Auch Martin Häusling, Agrar-Sprecher der Grünen im Europaparlament, begrüßt den Beschluss, allerdings aus einer anderen Sicht.So seien die Verschärfungen eine gute Nachricht für die Gesundheit der EU-Bürger. Schließlich würden jedes Jahr bis zu 450 000 Menschen an Luftverschmutzung sterben. Häusling rief die EU-Mitgliedsstaaten auf, nun diesem Votum zu folgen und schnellstmöglich die Grenzwerte zu verabschieden.
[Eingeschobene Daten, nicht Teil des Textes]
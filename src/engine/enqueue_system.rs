//! Moves runs into the QUEUED state and hands them to the run queue.

use super::execution_snapshot_system::{ExecutionSnapshotSystem, SnapshotInput};
use super::resources::{environment_of, SystemResources};
use crate::error::EngineResult;
use crate::models::{ExecutionSnapshot, TaskRun, TaskRunExecutionStatus};
use crate::run_queue::QueueMessage;
use crate::store::StoreTransaction;
use std::sync::Arc;
use tracing::instrument;

#[derive(Debug)]
pub struct EnqueueSystem {
    resources: Arc<SystemResources>,
    snapshots: Arc<ExecutionSnapshotSystem>,
}

impl EnqueueSystem {
    pub fn new(resources: Arc<SystemResources>, snapshots: Arc<ExecutionSnapshotSystem>) -> Self {
        Self {
            resources,
            snapshots,
        }
    }

    /// Stage the QUEUED snapshot. The message itself is written by
    /// [`EnqueueSystem::enqueue_run`] once the transaction has committed.
    pub fn stage_enqueue(
        &self,
        tx: &mut StoreTransaction,
        run: &mut TaskRun,
        description: &str,
    ) -> ExecutionSnapshot {
        self.snapshots.create_execution_snapshot(
            tx,
            run,
            SnapshotInput::new(TaskRunExecutionStatus::Queued, description),
        )
    }

    pub fn queue_message(&self, run: &TaskRun) -> QueueMessage {
        let queued_at = run.queue_timestamp.unwrap_or(run.created_at);
        QueueMessage {
            run_id: run.id,
            task_identifier: run.task_identifier.clone(),
            organization_id: run.organization_id,
            project_id: run.project_id,
            environment_id: run.runtime_environment_id,
            environment_type: run.environment_type,
            queue: run.queue.clone(),
            concurrency_key: run.concurrency_key.clone(),
            timestamp: queued_at.timestamp_millis() - run.priority_ms,
            attempt: 0,
            master_queue: run.master_queue.clone(),
        }
    }

    #[instrument(skip(self, run), fields(run_id = %run.id, queue = %run.queue))]
    pub async fn enqueue_run(&self, run: &TaskRun) -> EngineResult<()> {
        self.resources
            .run_queue
            .enqueue_message(&environment_of(run), self.queue_message(run), &run.master_queue)
            .await
    }
}
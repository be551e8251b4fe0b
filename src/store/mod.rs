//! Transactional persistence collaborator.
//!
//! Engine systems read through [`EngineStore`] and stage their changes in a
//! [`StoreTransaction`]; the transaction's writes commit atomically and its
//! events and job actions are released only after a successful commit.

pub mod memory;
#[cfg(feature = "postgres")]
pub mod postgres;
pub mod traits;
pub mod transaction;

pub use memory::MemoryEngineStore;
#[cfg(feature = "postgres")]
pub use postgres::PgEngineStore;
pub use traits::EngineStore;
pub use transaction::{StoreTransaction, StoreWrite, TransactionParts};
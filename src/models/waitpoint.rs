use chrono::{DateTime, Utc};
use serde::{Deserialize, Serialize};
use std::fmt;
use uuid::Uuid;

#[derive(Debug, Clone, Copy, PartialEq, Eq, Hash, Serialize, Deserialize)]
#[serde(rename_all = "SCREAMING_SNAKE_CASE")]
pub enum WaitpointType {
    /// Completed when a run finishes
    Run,
    /// Completed when every run of a batch finishes
    Batch,
    /// Completed when a point in time passes
    Datetime,
    /// Completed explicitly by a caller
    Manual,
}

impl WaitpointType {
    pub fn as_str(&self) -> &'static str {
        match self {
            Self::Run => "RUN",
            Self::Batch => "BATCH",
            Self::Datetime => "DATETIME",
            Self::Manual => "MANUAL",
        }
    }
}

impl fmt::Display for WaitpointType {
    fn fmt(&self, f: &mut fmt::Formatter<'_>) -> fmt::Result {
        f.write_str(self.as_str())
    }
}

impl std::str::FromStr for WaitpointType {
    type Err = String;

    fn from_str(s: &str) -> Result<Self, Self::Err> {
        match s {
            "RUN" => Ok(Self::Run),
            "BATCH" => Ok(Self::Batch),
            "DATETIME" => Ok(Self::Datetime),
            "MANUAL" => Ok(Self::Manual),
            _ => Err(format!("Invalid waitpoint type: {s}")),
        }
    }
}

#[derive(Debug, Clone, Copy, PartialEq, Eq, Hash, Serialize, Deserialize)]
#[serde(rename_all = "SCREAMING_SNAKE_CASE")]
pub enum WaitpointStatus {
    Pending,
    Completed,
}

impl WaitpointStatus {
    pub fn as_str(&self) -> &'static str {
        match self {
            Self::Pending => "PENDING",
            Self::Completed => "COMPLETED",
        }
    }
}

impl fmt::Display for WaitpointStatus {
    fn fmt(&self, f: &mut fmt::Formatter<'_>) -> fmt::Result {
        f.write_str(self.as_str())
    }
}

impl std::str::FromStr for WaitpointStatus {
    type Err = String;

    fn from_str(s: &str) -> Result<Self, Self::Err> {
        match s {
            "PENDING" => Ok(Self::Pending),
            "COMPLETED" => Ok(Self::Completed),
            _ => Err(format!("Invalid waitpoint status: {s}")),
        }
    }
}

/// A resolvable future that runs can block on.
#[derive(Debug, Clone, PartialEq, Serialize, Deserialize)]
pub struct Waitpoint {
    pub id: Uuid,
    pub friendly_id: String,
    pub kind: WaitpointType,
    pub status: WaitpointStatus,
    pub idempotency_key: String,
    pub user_provided_idempotency_key: bool,
    pub output: Option<String>,
    pub output_type: String,
    pub output_is_error: bool,
    pub completed_by_task_run_id: Option<Uuid>,
    pub completed_by_batch_id: Option<Uuid>,
    /// For DATETIME waitpoints, the instant at which they complete
    pub completed_after: Option<DateTime<Utc>>,
    pub completed_at: Option<DateTime<Utc>>,
    pub project_id: Uuid,
    pub environment_id: Uuid,
    pub created_at: DateTime<Utc>,
}

impl Waitpoint {
    pub fn is_completed(&self) -> bool {
        self.status == WaitpointStatus::Completed
    }
}

/// Result value delivered when a waitpoint completes.
#[derive(Debug, Clone, Default, PartialEq, Serialize, Deserialize)]
pub struct WaitpointOutput {
    pub value: Option<String>,
    pub output_type: Option<String>,
    pub is_error: bool,
}

impl WaitpointOutput {
    pub fn success(value: Option<String>, output_type: Option<String>) -> Self {
        Self {
            value,
            output_type,
            is_error: false,
        }
    }

    pub fn error(value: String) -> Self {
        Self {
            value: Some(value),
            output_type: Some(crate::constants::JSON_OUTPUT_TYPE.to_string()),
            is_error: true,
        }
    }
}

/// Join row: `task_run_id` is blocked by `waitpoint_id`.
#[derive(Debug, Clone, PartialEq, Eq, Serialize, Deserialize)]
pub struct TaskRunWaitpoint {
    pub id: Uuid,
    pub task_run_id: Uuid,
    pub waitpoint_id: Uuid,
    pub project_id: Uuid,
    pub batch_id: Option<Uuid>,
    pub batch_index: Option<u32>,
    pub created_at: DateTime<Utc>,
}

impl TaskRunWaitpoint {
    /// Identity used for idempotent insertion.
    pub fn dedupe_key(&self) -> (Uuid, Uuid, Option<u32>) {
        (self.task_run_id, self.waitpoint_id, self.batch_index)
    }
}

/// A blocking relation together with the waitpoint it points at.
#[derive(Debug, Clone, PartialEq)]
pub struct BlockingWaitpoint {
    pub relation: TaskRunWaitpoint,
    pub waitpoint: Waitpoint,
}

/// A completed waitpoint as seen by a resumed run.
#[derive(Debug, Clone, PartialEq, Serialize, Deserialize)]
pub struct CompletedWaitpoint {
    pub id: Uuid,
    pub friendly_id: String,
    pub kind: WaitpointType,
    pub index: Option<u32>,
    pub completed_at: Option<DateTime<Utc>>,
    pub completed_by_task_run_id: Option<Uuid>,
    pub completed_by_batch_id: Option<Uuid>,
    pub output: Option<String>,
    pub output_type: String,
    pub output_is_error: bool,
}

impl CompletedWaitpoint {
    pub fn from_waitpoint(waitpoint: &Waitpoint, index: Option<u32>) -> Self {
        Self {
            id: waitpoint.id,
            friendly_id: waitpoint.friendly_id.clone(),
            kind: waitpoint.kind,
            index,
            completed_at: waitpoint.completed_at,
            completed_by_task_run_id: waitpoint.completed_by_task_run_id,
            completed_by_batch_id: waitpoint.completed_by_batch_id,
            output: waitpoint.output.clone(),
            output_type: waitpoint.output_type.clone(),
            output_is_error: waitpoint.output_is_error,
        }
    }
}
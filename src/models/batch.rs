use chrono::{DateTime, Utc};
use serde::{Deserialize, Serialize};
use std::fmt;
use uuid::Uuid;

#[derive(Debug, Clone, Copy, PartialEq, Eq, Hash, Serialize, Deserialize)]
#[serde(rename_all = "SCREAMING_SNAKE_CASE")]
pub enum BatchTaskRunStatus {
    /// Items are still being triggered
    Processing,
    /// Every item was attempted; waiting for the created runs to finish
    Pending,
    /// Every item was attempted, some failed to create a run
    PartialFailed,
    /// No item produced a run and the batch was abandoned
    Aborted,
    Completed,
}

impl BatchTaskRunStatus {
    pub fn as_str(&self) -> &'static str {
        match self {
            Self::Processing => "PROCESSING",
            Self::Pending => "PENDING",
            Self::PartialFailed => "PARTIAL_FAILED",
            Self::Aborted => "ABORTED",
            Self::Completed => "COMPLETED",
        }
    }

    pub fn is_final(&self) -> bool {
        matches!(self, Self::Aborted | Self::Completed)
    }

    /// All items have been attempted.
    pub fn is_sealed(&self) -> bool {
        !matches!(self, Self::Processing)
    }
}

impl fmt::Display for BatchTaskRunStatus {
    fn fmt(&self, f: &mut fmt::Formatter<'_>) -> fmt::Result {
        f.write_str(self.as_str())
    }
}

impl std::str::FromStr for BatchTaskRunStatus {
    type Err = String;

    fn from_str(s: &str) -> Result<Self, Self::Err> {
        match s {
            "PROCESSING" => Ok(Self::Processing),
            "PENDING" => Ok(Self::Pending),
            "PARTIAL_FAILED" => Ok(Self::PartialFailed),
            "ABORTED" => Ok(Self::Aborted),
            "COMPLETED" => Ok(Self::Completed),
            _ => Err(format!("Invalid batch status: {s}")),
        }
    }
}

#[derive(Debug, Clone, PartialEq, Serialize, Deserialize)]
pub struct BatchTaskRun {
    pub id: Uuid,
    pub friendly_id: String,
    pub status: BatchTaskRunStatus,
    pub run_count: u32,
    /// Items attempted so far, successful or not
    pub processed_count: u32,
    pub successful_run_count: u32,
    pub failed_run_count: u32,
    pub run_ids: Vec<Uuid>,
    pub parent_run_id: Option<Uuid>,
    pub resume_parent_on_completion: bool,
    pub waitpoint_id: Option<Uuid>,
    pub runtime_environment_id: Uuid,
    pub project_id: Uuid,
    pub organization_id: Uuid,
    pub sealed_at: Option<DateTime<Utc>>,
    pub completed_at: Option<DateTime<Utc>>,
    pub created_at: DateTime<Utc>,
    pub updated_at: DateTime<Utc>,
}

impl BatchTaskRun {
    pub fn all_items_processed(&self) -> bool {
        self.processed_count >= self.run_count
    }
}

#[derive(Debug, Clone, Default, PartialEq, Serialize, Deserialize)]
pub struct BatchUpdate {
    pub status: Option<BatchTaskRunStatus>,
    pub successful_run_count: Option<u32>,
    pub failed_run_count: Option<u32>,
    pub sealed_at: Option<DateTime<Utc>>,
    pub completed_at: Option<DateTime<Utc>>,
}

impl BatchUpdate {
    pub fn apply_to(&self, batch: &mut BatchTaskRun, now: DateTime<Utc>) {
        if let Some(status) = self.status {
            batch.status = status;
        }
        if let Some(count) = self.successful_run_count {
            batch.successful_run_count = count;
        }
        if let Some(count) = self.failed_run_count {
            batch.failed_run_count = count;
        }
        if let Some(sealed_at) = self.sealed_at {
            batch.sealed_at = Some(sealed_at);
        }
        if let Some(completed_at) = self.completed_at {
            batch.completed_at = Some(completed_at);
        }
        batch.updated_at = now;
    }
}

/// What happened to one batch item.
#[derive(Debug, Clone, PartialEq, Serialize, Deserialize)]
#[serde(tag = "type", rename_all = "snake_case")]
pub enum BatchItemOutcome {
    Triggered { run_id: Uuid },
    Failed {
        error: String,
        error_code: Option<String>,
    },
}

#[derive(Debug, Clone, PartialEq, Serialize, Deserialize)]
pub struct BatchTaskRunItem {
    pub batch_id: Uuid,
    pub index: u32,
    pub outcome: BatchItemOutcome,
    pub created_at: DateTime<Utc>,
}

impl BatchTaskRunItem {
    pub fn run_id(&self) -> Option<Uuid> {
        match &self.outcome {
            BatchItemOutcome::Triggered { run_id } => Some(*run_id),
            BatchItemOutcome::Failed { .. } => None,
        }
    }
}
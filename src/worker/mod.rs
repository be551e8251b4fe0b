//! # Scheduled Engine Jobs
//!
//! Deferred work (expiring runs, heartbeats, delayed enqueues, batch
//! completion, cancellation fan-out) is stored as future-scored jobs in the
//! queue backend rather than as in-process timers, so it survives restarts.

pub mod job;
pub mod processor;
pub mod scheduler;

pub use job::{job_id, EngineJob, JobAction, ScheduledJob};
pub use processor::{EngineWorker, JobHandler, ProcessJobsResult};
pub use scheduler::{ClaimedJob, JobScheduler};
Der Grünen-Politiker gibt der Agrarbranche jedoch noch einen Seitenhieb mit: "Die Landwirtschaftslobby hatte starken Druck auf die Parlamentarier ausgeübt, Methan und Ammoniak von der Liste der zu reduzierenden Schadstoffe zu streichen; teilweise mit haarsträubenden Argumenten, etwa dass eine Reduzierung dieses Stoffes, dazu führen würde, dass Kühe in Bayern geschlachtet werden und die Produktion zurück gefahren werden müsse", kritisiert Häusling.


Eine Mehrheit der Abgeordneten habe deshalb dafür gestimmt, Wiederkäuer von der Methan-Regel auszunehmen. Die Gesetzgebung wird seiner Meinung nach dadurch geschwächt, obwohl Landwirte genug Möglichkeiten hätten zum Beispiel durch andere Futter- oder Düngemittel den Ausstoß des Schadstoffes zu reduzieren.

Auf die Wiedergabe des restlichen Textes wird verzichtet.